AIM OF THE TASK
Word for word, restate the records that appear below.

THE DATA
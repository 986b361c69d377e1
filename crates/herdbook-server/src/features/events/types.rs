use chrono::{DateTime, NaiveDate, Utc};
use serde::Serialize;

use crate::models::LifeEvent;

/// Wire form of a life event
#[derive(Debug, Clone, PartialEq, Eq, Serialize)]
pub struct EventResponse {
    pub id: i64,
    pub bovid: i64,
    pub event_type: String,
    pub notes: String,
    pub event_date: NaiveDate,
    pub created: DateTime<Utc>,
}

impl From<LifeEvent> for EventResponse {
    fn from(event: LifeEvent) -> Self {
        Self {
            id: event.id,
            bovid: event.bovid_id,
            event_type: event.event_type,
            notes: event.notes,
            event_date: event.event_date,
            created: event.created,
        }
    }
}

RESPONSE FOR THIS EXERCISE
repository 986b361c69d377e1
filename crates/herdbook-server/src/features/events/types.rs
use chrono::{DateTime, NaiveDate, Utc};
use serde::Serialize;

use crate::models::LifeEvent;

/// Wire form of a life event
#[derive(Debug, Clone, PartialEq, Eq, Serialize)]
pub struct EventResponse {
    pub id: i64,
    pub bovid: i64,
    pub event_type: String,
    pub notes: String,
    pub event_date: NaiveDate,
    pub created: DateTime<Utc>,
}

impl From<LifeEvent> for EventResponse {
    fn from(event: LifeEvent) -> Self {
        Self {
            id: event.id,
            bovid: event.bovid_id,
            event_type: event.event_type,
            notes: event.notes,
            event_date: event.event_date,
            created: event.created,
        }
    }
}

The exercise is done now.